Original Link: http://www.anandtech.com/show/8462/haswelle-comes-asus-and-gskill-take-overclocking-records
Haswell-E Comes, ASUS and G.Skill Take Overclocking Recordsby Ian Cutress on September 1, 2014 5:28 AM EST
In our Haswell-E coverage we did some basic 24/7 type overclocking suitable for the system under the desk, and there will be users with custom loops willing to go a bit further. Overclocking beyond this requires a level of skill and exotic coolants not intended for the average user, akin to what drag cars are to normal runabouts. We have previously reported on overclocking events where the world’s best battle it out to see who can get the best results – to see who can do that quarter mile the fastest. With the launch of the new Haswell-E platform, each of the companies invested in overclocking performance products got their best in-house teams for day one results. Both ASUS and G.Skill are two of the big winners.
With a new memory system behaving differently in terms of voltage and setup, G.Skill and ASUS worked together to hit DDR4-4004 MHz using an i7-5930K and an ASUS Rampage V Extreme, with the memory at a rather tame 1.5 volts (compared to 1.2 volts standard, 1.35 volts for high performance kits). This was using a soon-to-be-announced DDR4-3300 memory kit from G.Skill. Absolute DRAM frequency records are similar to CPU frequency records: performed with a stripped out system with the aim to get that frequency number the highest. So while the record was performed under liquid nitrogen and with a single memory module, and ultimately has little real world value, both ASUS and G.Skill can claim together that they have the world’s fastest memory.
ASUS’ level of records go substantially deeper than just memory. After day one of Haswell-E launch, ASUS held no fewer than 37 records across CPU frequency, CPU absolute performance and popular 3D benchmarks such as 3DMark and Catzilla.

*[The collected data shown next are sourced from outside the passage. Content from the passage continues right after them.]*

//! Gateway to the backend collection of one entity type

use std::sync::Arc;

use async_trait::async_trait;

use crate::entity::Entity;
use crate::error::ApiError;
use crate::page::{ListQuery, Page, SearchQuery};

/// Backend operations the [`EffectRunner`](crate::EffectRunner) calls.
///
/// Transport concerns (auth headers, retries, timeouts) belong to the
/// implementation. Entity-specific read filters travel in
/// [`ListQuery::filters`].
#[async_trait]
pub trait EntityApi<T: Entity>: Send + Sync {
    async fn list(&self, query: &ListQuery) -> Result<Page<T>, ApiError>;

    async fn search(&self, query: &SearchQuery) -> Result<Page<T>, ApiError>;

    async fn get(&self, id: &str) -> Result<T, ApiError>;

    async fn create(&self, input: &T::Input) -> Result<T, ApiError>;

    async fn update(&self, id: &str, input: &T::Input) -> Result<T, ApiError>;

    async fn remove(&self, id: &str) -> Result<(), ApiError>;
}

#[async_trait]
impl<T, A> EntityApi<T> for Arc<A>
where
    T: Entity,
    A: EntityApi<T> + ?Sized,
{
    async fn list(&self, query: &ListQuery) -> Result<Page<T>, ApiError> {
        (**self).list(query).await
    }

    async fn search(&self, query: &SearchQuery) -> Result<Page<T>, ApiError> {
        (**self).search(query).await
    }

    async fn get(&self, id: &str) -> Result<T, ApiError> {
        (**self).get(id).await
    }

    async fn create(&self, input: &T::Input) -> Result<T, ApiError> {
        (**self).create(input).await
    }

    async fn update(&self, id: &str, input: &T::Input) -> Result<T, ApiError> {
        (**self).update(id, input).await
    }

    async fn remove(&self, id: &str) -> Result<(), ApiError> {
        (**self).remove(id).await
    }
}
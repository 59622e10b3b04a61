//! Task manager for in-flight gateway calls
//!
//! Every request gets its own task, keyed by `"{entity}#{seq}"`. Finished
//! tasks are pruned lazily; a `Reset` aborts whatever is still running.
//!
//! # Example
//!
//! ```ignore
//! use entity_dispatch::tasks::{TaskKey, TaskManager};
//!
//! let (tx, mut rx) = tokio::sync::mpsc::unbounded_channel();
//! let mut tasks = TaskManager::new(tx);
//!
//! tasks.spawn(TaskKey::request("patient", 3), async move {
//!     match api.get(&id).await {
//!         Ok(entity) => Outcome::Loaded(entity),
//!         Err(e) => Outcome::Failed(e.to_string()),
//!     }
//! });
//!
//! // Logout: nothing still running may report back
//! tasks.cancel_all();
//! ```

use std::collections::HashMap;
use std::fmt;
use std::future::Future;

use tokio::sync::mpsc;
use tokio::task::{AbortHandle, JoinHandle};

/// Identifies a task for cancellation.
#[derive(Clone, Debug, Eq, PartialEq, Hash)]
pub struct TaskKey(String);

impl TaskKey {
    pub fn new(name: impl Into<String>) -> Self {
        Self(name.into())
    }

    /// Key of the call serving request `seq` of `entity`.
    pub fn request(entity: &str, seq: u64) -> Self {
        Self(format!("{entity}#{seq}"))
    }

    pub fn name(&self) -> &str {
        &self.0
    }
}

impl fmt::Display for TaskKey {
    fn fmt(&self, f: &mut fmt::Formatter<'_>) -> fmt::Result {
        f.write_str(&self.0)
    }
}

impl From<&str> for TaskKey {
    fn from(s: &str) -> Self {
        Self::new(s)
    }
}

impl From<String> for TaskKey {
    fn from(s: String) -> Self {
        Self(s)
    }
}

/// Spawns futures on the tokio runtime and forwards their output to a
/// channel.
///
/// A cancelled task sends nothing. Spawning under a key that is still
/// running aborts the previous task.
pub struct TaskManager<M> {
    tasks: HashMap<TaskKey, AbortHandle>,
    tx: mpsc::UnboundedSender<M>,
}

impl<M> TaskManager<M>
where
    M: Send + 'static,
{
    pub fn new(tx: mpsc::UnboundedSender<M>) -> Self {
        Self {
            tasks: HashMap::new(),
            tx,
        }
    }

    /// Spawn `future` and send its output once it completes.
    ///
    /// Send failures (the receiver is gone after shutdown) are ignored.
    pub fn spawn<F>(&mut self, key: impl Into<TaskKey>, future: F) -> &mut Self
    where
        F: Future<Output = M> + Send + 'static,
    {
        let key = key.into();
        self.prune_finished();
        self.cancel(&key);

        let tx = self.tx.clone();
        let handle: JoinHandle<()> = tokio::spawn(async move {
            let message = future.await;
            let _ = tx.send(message);
        });

        self.tasks.insert(key, handle.abort_handle());
        self
    }

    /// Cancel a task by key. No-op for unknown keys.
    pub fn cancel(&mut self, key: &TaskKey) {
        if let Some(handle) = self.tasks.remove(key) {
            handle.abort();
        }
    }

    pub fn cancel_all(&mut self) {
        let count = self.tasks.len();
        for (_, handle) in self.tasks.drain() {
            handle.abort();
        }
        if count > 0 {
            tracing::debug!(count, "cancelled pending tasks");
        }
    }

    /// Forget handles of tasks that already completed.
    pub fn prune_finished(&mut self) {
        self.tasks.retain(|_, handle| !handle.is_finished());
    }

    pub fn is_running(&self, key: &TaskKey) -> bool {
        self.tasks
            .get(key)
            .is_some_and(|handle| !handle.is_finished())
    }

    /// Number of tracked tasks, including finished ones not yet pruned.
    pub fn len(&self) -> usize {
        self.tasks.len()
    }

    pub fn is_empty(&self) -> bool {
        self.tasks.is_empty()
    }

    pub fn running_keys(&self) -> impl Iterator<Item = &TaskKey> {
        self.tasks
            .iter()
            .filter(|(_, handle)| !handle.is_finished())
            .map(|(key, _)| key)
    }
}

impl<M> Drop for TaskManager<M> {
    fn drop(&mut self) {
        for (_, handle) in self.tasks.drain() {
            handle.abort();
        }
    }
}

26 of these records comes from the new Rampage V Extreme paired with Haswell-E CPUs, with records coming from professional overclockers such as Shamino, 8Pack, Wizerty, Hazzan, Gunsligner, Slamms and Elmor. For example, the 3DMark Fire Strike 4-way record was performed using an i7-5960X at 5.624 GHz (+87% overclock) with four ASUS Matrix R9 290X cards at 1460/1750 (+46% overclock), G.Skill memory at DDR4-3000 C12 and the whole system under liquid nitrogen.
The records are continuously evolving, for example a new 8-core Cinebench R15 record has been posted in the past 24 hours with an MSI motherboard and a CPU at 5930 MHz. As overclockers start to understand the platform and the motherboard manufacturers update their BIOSes to be more amenable to extreme overclocking settings, no doubt there will be more records in the future, especially for benchmarks that can use all eight threads. Ultimately one might ask the point of all this – as an overclocker myself, sometimes getting a bigger number than the other guy is just more fun! Also learning how this hardware works outside their suggested thermal window can be an interesting experience in itself. Many of these manufacturers also use their records as an advertising tool, to say they have/support the fastest on the market as a nod towards their commitment to produce the better hardware with features that help regular users get the most from their setups.